Cumplir
un sueño de la infancia.
¿Qué quieres ser de
mayor? Que levante la mano quien pueda asegurar que durante su infancia no fue sometido
al molesto interrogatorio sobre la profesión a la que le gustaría dedicarse
cuando dejase de ser un crío. Estoy seguro de que nadie puede afirmar
abiertamente que jamás le hicieron esta pregunta.
Y aunque las
respuestas deberían ser tan diversas como ocupaciones laborales existen, cuando
yo era un chaval, la mayoría de los niños contestaban que querían ser
astronautas. Yo no puedo recordar mi respuesta. Reconozco que siempre me han
incomodado y fastidiado las preguntas inoportunas.
Los niños tienen la
grandísima suerte de no tener que vivir en el futuro. Para ellos todo es
presente, o mejor dicho, todo es el momento, ese instante en el que están
viviendo. Pueden pasar rápidamente de la risa al llanto, del entretenimiento al
aburrimiento, de la actividad frenética al sueño más profundo. Y los adultos,
que andamos con la cabeza en cualquier otro momento distinto al que estamos
viviendo, nos empeñamos en estropear uno de los más bonitos privilegios que
tiene la infancia.
Pero volvamos a la
respuesta.

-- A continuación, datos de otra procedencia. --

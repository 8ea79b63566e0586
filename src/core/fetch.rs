use serde::{Deserialize, Serialize};
use strum::{Display, EnumIter, EnumString};

use crate::core::{error::AtopError, runner::CommandRunner};

/// Which device log to scrape.
#[derive(
    Debug,
    Clone,
    Copy,
    Default,
    PartialEq,
    Eq,
    Hash,
    Serialize,
    Deserialize,
    Display,
    EnumIter,
    EnumString,
)]
#[serde(rename_all = "snake_case")]
#[strum(serialize_all = "snake_case")]
pub enum LogSource {
    /// Kernel ring buffer with human readable timestamps.
    #[default]
    Dmesg,
    /// Android system log, dumped once with a year-qualified timestamp.
    Logcat,
}

impl LogSource {
    pub fn shell_args(self) -> &'static [&'static str] {
        match self {
            LogSource::Dmesg => &["dmesg", "-T"],
            LogSource::Logcat => &["logcat", "-d", "-v", "year"],
        }
    }
}

/// Something that can produce the whole current log as one string.
pub trait LogFetcher {
    fn fetch(&self) -> Result<String, AtopError>;
}

impl<F> LogFetcher for F
where
    F: Fn() -> Result<String, AtopError>,
{
    fn fetch(&self) -> Result<String, AtopError> {
        self()
    }
}

/// Fetches a [`LogSource`] through a [`CommandRunner`].
#[derive(Debug, Clone)]
pub struct RemoteLog<R> {
    runner: R,
    source: LogSource,
}

impl<R: CommandRunner> RemoteLog<R> {
    pub fn new(runner: R, source: LogSource) -> Self {
        Self { runner, source }
    }

    pub fn source(&self) -> LogSource {
        self.source
    }
}

impl<R: CommandRunner> LogFetcher for RemoteLog<R> {
    fn fetch(&self) -> Result<String, AtopError> {
        self.runner.shell(self.source.shell_args())
    }
}

/// Kernel ring buffer (`dmesg -T`).
pub fn log_dmesg<R: CommandRunner>(runner: &R) -> Result<String, AtopError> {
    RemoteLog::new(runner, LogSource::Dmesg).fetch()
}

/// Android log (`logcat -d`).
pub fn log_logcat<R: CommandRunner>(runner: &R) -> Result<String, AtopError> {
    RemoteLog::new(runner, LogSource::Logcat).fetch()
}

#[cfg(test)]
mod tests {
    use super::*;
    use crate::core::runner::ScriptedRunner;
    use std::str::FromStr;

    #[test]
    fn test_remote_log_uses_source_command() {
        let runner = ScriptedRunner::new();
        runner
            .on("adb shell dmesg -T", "[Wed May 13 23:23:08 2020] hello")
            .on("adb shell logcat -d -v year", "2020-05-13 23:23:08.000 hi");

        assert_eq!(
            log_dmesg(&runner).unwrap(),
            "[Wed May 13 23:23:08 2020] hello"
        );
        assert_eq!(log_logcat(&runner).unwrap(), "2020-05-13 23:23:08.000 hi");
    }

    #[test]
    fn test_log_source_names() {
        assert_eq!(LogSource::from_str("logcat").unwrap(), LogSource::Logcat);
        assert_eq!(LogSource::Dmesg.to_string(), "dmesg");
    }

    #[test]
    fn test_fetch_error_propagates() {
        let runner = ScriptedRunner::new();
        runner.fail("adb shell dmesg -T", 1, "permission denied");
        assert!(matches!(
            log_dmesg(&runner),
            Err(AtopError::CommandFailed { code: 1, .. })
        ));
    }
}
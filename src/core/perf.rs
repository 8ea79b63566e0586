use crate::{core::error::AtopError, logs::stats::AcceleratorCounts};

/// Hardware perf counters for the driver named `driver`.
///
/// No counter backend exists for any supported driver yet.
pub fn perf(driver: &str) -> Result<AcceleratorCounts, AtopError> {
    Err(AtopError::NotImplemented {
        what: format!("perf counters for driver '{driver}'"),
    })
}

#[cfg(test)]
mod tests {
    use super::*;

    #[test]
    fn test_perf_is_not_implemented() {
        let err = perf("kgsl").unwrap_err();
        assert!(matches!(err, AtopError::NotImplemented { .. }));
        assert_eq!(
            err.to_string(),
            "perf counters for driver 'kgsl' is not implemented"
        );
    }
}
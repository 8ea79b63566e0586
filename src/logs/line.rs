//! Device log line grammar.
//!
//! ```text
//! line      := stamp " " message
//! stamp     := "[" weekday month day HH:MM:SS year "]"     (dmesg -T)
//!            | "[" seconds "." micros "]"                   (plain dmesg)
//!            | YYYY-MM-DD " " HH:MM:SS.mmm                  (logcat -v year)
//! message   := text that may embed
//!              "(pid: N)"          owning process
//!              "IOCTL NAME:"       accelerator the driver talked to
//!              "(execution ...)"   execution timing sample
//!              "(ioctl ...)"       ioctl timing sample
//!              ... trailing decimal seconds on TIME lines
//! ```
//!
//! Lines are never turned into records; each query re-extracts the piece it
//! needs.

use chrono::{DateTime, NaiveDateTime, TimeDelta};
use once_cell::sync::Lazy;
use regex::Regex;
use std::fmt;

static BRACKET_STAMP: Lazy<Regex> =
    Lazy::new(|| Regex::new(r"^\s*\[([^\]]*)\]").expect("valid bracket regex"));
static BOOT_SECONDS: Lazy<Regex> =
    Lazy::new(|| Regex::new(r"^\s*(\d+)\.(\d+)\s*$").expect("valid boot seconds regex"));
static LOGCAT_STAMP: Lazy<Regex> = Lazy::new(|| {
    Regex::new(r"^\s*(\d{4}-\d{2}-\d{2}\s+\d{2}:\d{2}:\d{2}\.\d{3})").expect("valid logcat regex")
});
static PID: Lazy<Regex> =
    Lazy::new(|| Regex::new(r"(?i)\(pid:\s*(\d+)\s*\)").expect("valid pid regex"));
static ACCELERATOR: Lazy<Regex> =
    Lazy::new(|| Regex::new(r"(?i)IOCTL ([A-Za-z0-9]+):").expect("valid accelerator regex"));

const WALL_FORMAT: &str = "%a %b %d %H:%M:%S %Y";
const LOGCAT_FORMAT: &str = "%Y-%m-%d %H:%M:%S%.3f";

/// Point in device time a log line was emitted at.
#[derive(Debug, Clone, Copy, PartialEq, Eq, PartialOrd, Ord, Hash)]
pub struct Timestamp(NaiveDateTime);

impl Timestamp {
    /// Sorts before every real timestamp.
    pub const BEGINNING: Timestamp = Timestamp(NaiveDateTime::MIN);

    pub fn new(at: NaiveDateTime) -> Self {
        Self(at)
    }

    pub fn as_naive(&self) -> NaiveDateTime {
        self.0
    }

    /// `self - window`, saturating at [`Timestamp::BEGINNING`].
    pub fn saturating_sub(self, window: TimeDelta) -> Timestamp {
        self.0
            .checked_sub_signed(window)
            .map(Timestamp)
            .unwrap_or(Timestamp::BEGINNING)
    }
}

impl fmt::Display for Timestamp {
    fn fmt(&self, f: &mut fmt::Formatter<'_>) -> fmt::Result {
        if *self == Timestamp::BEGINNING {
            write!(f, "beginning of time")
        } else {
            write!(f, "{}", self.0.format("%a %b %e %H:%M:%S %Y"))
        }
    }
}

/// Timing sample kind carried by `TIME` probe lines.
#[derive(Debug, Clone, Copy, PartialEq, Eq)]
pub enum TimingKind {
    Execution,
    Ioctl,
}

/// Extract the leading timestamp of a line, if it has one.
pub fn extract_timestamp(line: &str) -> Option<Timestamp> {
    if let Some(caps) = BRACKET_STAMP.captures(line) {
        let inner = caps.get(1)?.as_str();
        return parse_bracket(inner);
    }

    let caps = LOGCAT_STAMP.captures(line)?;
    let stamp = caps.get(1)?.as_str().split_whitespace().collect::<Vec<_>>();
    NaiveDateTime::parse_from_str(&stamp.join(" "), LOGCAT_FORMAT)
        .ok()
        .map(Timestamp)
}

fn parse_bracket(inner: &str) -> Option<Timestamp> {
    if let Some(caps) = BOOT_SECONDS.captures(inner) {
        // Seconds since boot, anchored at the epoch so they stay comparable.
        let secs: i64 = caps.get(1)?.as_str().parse().ok()?;
        let frac = caps.get(2)?.as_str();
        let digits = frac.len().min(9);
        let nanos: u32 = frac[..digits].parse::<u32>().ok()? * 10u32.pow((9 - digits) as u32);
        return DateTime::from_timestamp(secs, nanos).map(|at| Timestamp(at.naive_utc()));
    }

    let normalized = inner.split_whitespace().collect::<Vec<_>>().join(" ");
    NaiveDateTime::parse_from_str(&normalized, WALL_FORMAT)
        .ok()
        .map(Timestamp)
}

/// `(pid: 1234)` → `1234`.
pub fn extract_pid(line: &str) -> Option<u32> {
    PID.captures(line)?.get(1)?.as_str().parse().ok()
}

/// `IOCTL aDSP: ...` → `aDSP`.
pub fn extract_accelerator(line: &str) -> Option<&str> {
    ACCELERATOR
        .captures(line)
        .and_then(|caps| caps.get(1))
        .map(|m| m.as_str())
}

pub fn timing_kind(line: &str) -> Option<TimingKind> {
    if line.contains("(execution") {
        Some(TimingKind::Execution)
    } else if line.contains("(ioctl") {
        Some(TimingKind::Ioctl)
    } else {
        None
    }
}

/// Trailing decimal seconds of a `TIME` line.
pub fn extract_seconds(line: &str) -> Option<f64> {
    line.split_whitespace()
        .last()?
        .parse()
        .ok()
        .filter(|secs: &f64| secs.is_finite())
}
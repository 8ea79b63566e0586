use crate::{
    core::{error::AtopError, fetch::LogFetcher},
    logs::{
        classify::filter_lines,
        line::{extract_timestamp, Timestamp},
    },
};

/// High-water mark plus the lines returned by the latest poll.
#[derive(Debug, Clone, PartialEq, Eq)]
struct StreamState {
    last_seen: Timestamp,
    pending: Vec<String>,
}

/// Turns repeated full-log fetches into a stream of only the new lines.
///
/// The device offers no incremental query, so every poll pulls the whole
/// buffer again and keeps the lines stamped after `last_seen`. If the ring
/// buffer is rotated and older stamps come back, polls stay empty until the
/// device clock passes the old mark again.
pub struct LogStreamer<F> {
    fetcher: F,
    tags: Vec<String>,
    state: StreamState,
}

impl<F: LogFetcher> LogStreamer<F> {
    pub fn new(fetcher: F, tags: Vec<String>) -> Result<Self, AtopError> {
        let pending = filter_lines(&fetcher.fetch()?, &tags);
        let last_seen = pending
            .iter()
            .rev()
            .find_map(|line| extract_timestamp(line))
            .unwrap_or(Timestamp::BEGINNING);
        log::debug!(
            "log streamer primed with {} lines, last seen {last_seen}",
            pending.len()
        );

        Ok(Self {
            fetcher,
            tags,
            state: StreamState { last_seen, pending },
        })
    }

    /// Fetch again and return the lines newer than the previous poll,
    /// newest first.
    pub fn poll(&mut self) -> Result<&[String], AtopError> {
        let lines = filter_lines(&self.fetcher.fetch()?, &self.tags);
        let last_seen = self.state.last_seen;

        let mut newest = last_seen;
        let mut fresh = Vec::new();
        for line in lines.into_iter().rev() {
            match extract_timestamp(&line) {
                Some(ts) if ts > last_seen => {
                    newest = newest.max(ts);
                    fresh.push(line);
                }
                Some(_) => {}
                None => log::debug!("skipping line without timestamp: {line}"),
            }
        }

        if !fresh.is_empty() {
            log::debug!("{} new lines, last seen {last_seen} -> {newest}", fresh.len());
        }
        self.state.last_seen = newest;
        self.state.pending = fresh;
        Ok(&self.state.pending)
    }

    pub fn last_seen(&self) -> Timestamp {
        self.state.last_seen
    }

    pub fn tags(&self) -> &[String] {
        &self.tags
    }
}
//! Remote command execution over the adb bridge.
//!
//! Everything that talks to the device goes through [`CommandRunner`], so
//! the log fetchers, device checks and benchmark driver can be exercised
//! against a scripted runner without a device attached.

use std::process::{Command, Stdio};

use crate::core::error::AtopError;

#[cfg(any(test, feature = "testing"))]
pub use crate::core::scripted::ScriptedRunner;

pub trait CommandRunner {
    /// Run `args` inside the device shell, returning trimmed combined output.
    fn shell(&self, args: &[&str]) -> Result<String, AtopError>;

    /// Run a command on the host (adb itself, `which`).
    fn host(&self, program: &str, args: &[&str]) -> Result<String, AtopError>;
}

impl<R: CommandRunner + ?Sized> CommandRunner for &R {
    fn shell(&self, args: &[&str]) -> Result<String, AtopError> {
        (**self).shell(args)
    }

    fn host(&self, program: &str, args: &[&str]) -> Result<String, AtopError> {
        (**self).host(program, args)
    }
}

/// Runs commands through the `adb` binary found on PATH (or configured).
#[derive(Debug, Clone)]
pub struct AdbRunner {
    adb: String,
}

impl AdbRunner {
    pub fn new(adb: impl Into<String>) -> Self {
        Self { adb: adb.into() }
    }

    pub fn adb(&self) -> &str {
        &self.adb
    }
}

impl Default for AdbRunner {
    fn default() -> Self {
        Self::new("adb")
    }
}

impl CommandRunner for AdbRunner {
    fn shell(&self, args: &[&str]) -> Result<String, AtopError> {
        let mut full = Vec::with_capacity(args.len() + 1);
        full.push("shell");
        full.extend_from_slice(args);
        check_output(&self.adb, &full)
    }

    fn host(&self, program: &str, args: &[&str]) -> Result<String, AtopError> {
        check_output(program, args)
    }
}

pub(crate) fn render_command(program: &str, args: &[&str]) -> String {
    if args.is_empty() {
        program.to_string()
    } else {
        format!("{program} {}", args.join(" "))
    }
}

/// Spawn `program` and capture stdout followed by stderr as one string.
pub fn check_output(program: &str, args: &[&str]) -> Result<String, AtopError> {
    let command = render_command(program, args);
    log::debug!("running: {command}");

    let output = Command::new(program)
        .args(args)
        .stdin(Stdio::null())
        .output()
        .map_err(|source| AtopError::Spawn {
            command: command.clone(),
            source,
        })?;

    let mut text = String::from_utf8_lossy(&output.stdout).into_owned();
    text.push_str(&String::from_utf8_lossy(&output.stderr));
    let text = text.trim().to_string();

    if output.status.success() {
        Ok(text)
    } else {
        // Killed by a signal leaves no code.
        let code = output.status.code().unwrap_or(-1);
        Err(AtopError::CommandFailed {
            command,
            code,
            output: text,
        })
    }
}
use anyhow::{Context, Result};
use chrono::TimeDelta;
use serde::{Deserialize, Serialize};
use std::{
    path::{Path, PathBuf},
    time::Duration,
};

use crate::core::{benchmark::BenchmarkPlan, error::AtopError, fetch::LogSource};

pub const MIN_TICK_MS: u64 = 100;
pub const MAX_TICK_MS: u64 = 500;
pub const MAX_CHART_WIDTH: u16 = 512;

fn default_accelerators() -> Vec<String> {
    [
        // Qualcomm GPU (KGSL driver)
        "ardeno",
        "kgsl",
        // Camera pipeline and video codec (V4L2)
        "vidioc",
        "v4l2",
        // IP accelerator
        "IPA",
        // Hexagon DSPs
        "aDSP",
        "cDSP",
        // Inline crypto engine
        "ICE",
        "Others",
    ]
    .iter()
    .map(|s| s.to_string())
    .collect()
}

/// Dashboard refresh and layout settings
#[derive(Debug, Clone, PartialEq, Serialize, Deserialize)]
#[serde(default)]
pub struct DashboardConfig {
    /// Frame cadence in milliseconds, clamped to 100..=500
    pub tick_ms: u64,
    /// Columns available to the longest bar, at most 512
    pub chart_width: u16,
    /// Tags whose lines are streamed into the interaction chart
    pub stream_tags: Vec<String>,
}

impl Default for DashboardConfig {
    fn default() -> Self {
        Self {
            tick_ms: 250,
            chart_width: 64,
            stream_tags: vec!["IOCTL".to_string()],
        }
    }
}

/// Probe tags emitted by the instrumented drivers
#[derive(Debug, Clone, PartialEq, Serialize, Deserialize)]
#[serde(default)]
pub struct ProbeTags {
    /// Cache flush and invalidate lines
    pub cache: String,
    /// Accelerator ioctl lines
    pub ioctl: String,
    /// Execution and ioctl latency lines
    pub timing: String,
}

impl Default for ProbeTags {
    fn default() -> Self {
        Self {
            cache: "DEBUG".to_string(),
            ioctl: "IOCTL".to_string(),
            timing: "TIME".to_string(),
        }
    }
}

impl ProbeTags {
    /// Every tag, for classifying a log in one pass.
    pub fn all(&self) -> [&str; 3] {
        [
            self.cache.as_str(),
            self.ioctl.as_str(),
            self.timing.as_str(),
        ]
    }
}

/// Time windows (seconds) for the one-shot reports
///
/// An unset interaction or flush window follows the benchmark run time.
#[derive(Debug, Clone, PartialEq, Serialize, Deserialize)]
#[serde(default)]
pub struct WindowConfig {
    #[serde(skip_serializing_if = "Option::is_none")]
    pub interaction_secs: Option<u64>,
    #[serde(skip_serializing_if = "Option::is_none")]
    pub flush_secs: Option<u64>,
    pub timing_secs: u64,
    /// Largest timing samples dropped from each series before summing
    pub discard_largest: usize,
}

impl Default for WindowConfig {
    fn default() -> Self {
        Self {
            interaction_secs: None,
            flush_secs: None,
            timing_secs: 5,
            discard_largest: 0,
        }
    }
}

/// Root configuration passed to every component
#[derive(Debug, Clone, PartialEq, Serialize, Deserialize)]
#[serde(default)]
pub struct AtopConfig {
    pub debug: bool,
    pub verbose: bool,
    /// Bridge tool used to reach the device
    pub adb: String,
    pub source: LogSource,
    /// Known accelerators, in the order the dashboard lists them
    pub accelerators: Vec<String>,
    /// Probe tags recognised by the log classifier
    pub probes: ProbeTags,
    /// Model list consumed by the benchmark driver
    pub models: PathBuf,
    pub dashboard: DashboardConfig,
    pub windows: WindowConfig,
    pub benchmark: BenchmarkPlan,
}

impl Default for AtopConfig {
    fn default() -> Self {
        Self {
            debug: false,
            verbose: false,
            adb: "adb".to_string(),
            source: LogSource::Dmesg,
            accelerators: default_accelerators(),
            probes: ProbeTags::default(),
            models: PathBuf::from("models.cfg"),
            dashboard: DashboardConfig::default(),
            windows: WindowConfig::default(),
            benchmark: BenchmarkPlan::default(),
        }
    }
}

fn seconds(secs: u64) -> TimeDelta {
    i64::try_from(secs)
        .ok()
        .and_then(TimeDelta::try_seconds)
        .unwrap_or(TimeDelta::MAX)
}

impl AtopConfig {
    /// Parse configuration from a TOML string
    pub fn from_toml(text: &str) -> Result<Self, AtopError> {
        let config: AtopConfig = toml::from_str(text).map_err(|err| AtopError::Config {
            message: err.to_string(),
        })?;
        config.validate()?;
        Ok(config)
    }

    /// Serialize configuration to a TOML string
    pub fn to_toml(&self) -> Result<String, AtopError> {
        toml::to_string_pretty(self).map_err(|err| AtopError::Config {
            message: err.to_string(),
        })
    }

    pub fn load(path: &Path) -> Result<Self> {
        let text = std::fs::read_to_string(path)
            .with_context(|| format!("failed to read config {}", path.display()))?;
        let config = Self::from_toml(&text)
            .with_context(|| format!("failed to parse config {}", path.display()))?;
        log::debug!("loaded config from {}", path.display());
        Ok(config)
    }

    pub fn validate(&self) -> Result<(), AtopError> {
        if self.accelerators.is_empty() {
            return Err(AtopError::Config {
                message: "accelerator list must not be empty".to_string(),
            });
        }
        if self.dashboard.stream_tags.is_empty() {
            return Err(AtopError::Config {
                message: "dashboard.stream_tags must not be empty".to_string(),
            });
        }
        if self.dashboard.chart_width == 0 || self.dashboard.chart_width > MAX_CHART_WIDTH {
            return Err(AtopError::Config {
                message: format!("dashboard.chart_width must be within 1..={MAX_CHART_WIDTH}"),
            });
        }
        let tags = self.probes.all();
        if tags.iter().any(|tag| tag.is_empty()) {
            return Err(AtopError::Config {
                message: "probe tags must not be empty".to_string(),
            });
        }
        if tags[0] == tags[1] || tags[0] == tags[2] || tags[1] == tags[2] {
            return Err(AtopError::Config {
                message: format!("probe tags must be distinct, got {tags:?}"),
            });
        }
        if self.benchmark.processes == 0 {
            return Err(AtopError::Config {
                message: "benchmark.processes must be at least 1".to_string(),
            });
        }
        Ok(())
    }

    /// Frame cadence, clamped to the supported range.
    pub fn tick(&self) -> Duration {
        Duration::from_millis(self.dashboard.tick_ms.clamp(MIN_TICK_MS, MAX_TICK_MS))
    }

    /// Interaction window, or `run` when none is configured.
    pub fn interaction_window(&self, run: TimeDelta) -> TimeDelta {
        self.windows.interaction_secs.map(seconds).unwrap_or(run)
    }

    /// Flush window, or `run` when none is configured.
    pub fn flush_window(&self, run: TimeDelta) -> TimeDelta {
        self.windows.flush_secs.map(seconds).unwrap_or(run)
    }

    pub fn timing_window(&self) -> TimeDelta {
        seconds(self.windows.timing_secs)
    }
}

Ni yo, ni ninguno de los chavales que fueron niños cuando yo, podríamos
haber citado el nombre de ningún astronauta famoso. Ni siquiera ahora soy capaz
de dar más de media docena de nombres. Españoles únicamente podría mencionar a
Pedro Duque y a Miguel López Alegría, ese tipo que pese al nombre castizo hablaba
peor español que un guiri en un recital flamenco.
De haber visto la
película Gravity, de la que voy a hablar
hoy, es posible que los que respondían tan alegremente lo de astronauta se lo
hubieran pensado dos veces. Porque la película no cabe duda de que tiene sus
defectos, que los tiene, pero creo que nunca he sentido la experiencia de estar
en el espacio de una forma tan real como durante el transcurso de la cinta.
Gravity,
a la que yo hubiera llamado A la deriva,
es un prodigio visual. Las escenas de la
Tierra son realmente maravillosas. El espectador queda sobrecogido, porque mientras uno
está viendo Gravity, siente en todo
momento que realmente está en el espacio. Aunque probablemente sea el tipo de
película que si no la ves en el cine, y en 3D, pierda la mayor parte de su
encanto, porque el guión, que lo tiene, no cuenta más que una historia de
superación personal que pone a prueba el instinto de supervivencia. Y eso ya lo
hemos visto muchas veces.
De las
interpretaciones es un poco difícil hablar. Los dos únicos protagonistas se
pasan casi todo el tiempo enfundados en sus trajes de astronauta. Y así resulta
difícil evaluar su trabajo. George Clooney, en el papel de Matt Kowalsky, hace
creíble su personaje. El señor Clooney es un tipo que parece realmente
encantador. Y así se nos muestra a Matt Kowalsy. En cuanto a Sandra Bullock,
que normalmente no me gusta, tampoco puedo ponerle muchos peros. Ambos están
correctos en una película que pese a tener dos únicos actores, no es una
película de interpretaciones.
Tampoco, como ya he
comentado anteriormente, importa demasiado el argumento. Los traumas de la
doctora Ryan Stone (el personaje de Sandra Bullock) podrían haberlos dejado
fuera del guión sin que pasara absolutamente nada. Respecto a sus traumas, que
no desvelaré, únicamente me ha gustado el juego de que surgen de la mala
suerte, de un desgraciadísimo y absurdo accidente y, sin embargo, durante toda
la película ella está tocada por una varita que reparte más suerte que el calvo
de la lotería de Navidad. O, como dirían algunos, «ha nacido con una flor en el culo».
Si la película no
tiene demasiado argumento y las interpretaciones no llaman la atención, ¿por
qué me ha gustado Gravity? Porque
durante los 90 minutos que dura, he cumplido el sueño de la infancia de los
niños de mi generación: me he sentido como una astronauta que viaja por el
espacio exterior. He sentido el silencio, he sentido la grandeza de saberse
pequeño, he sentido la inmensidad del universo. Solo por eso merece la pena
verla.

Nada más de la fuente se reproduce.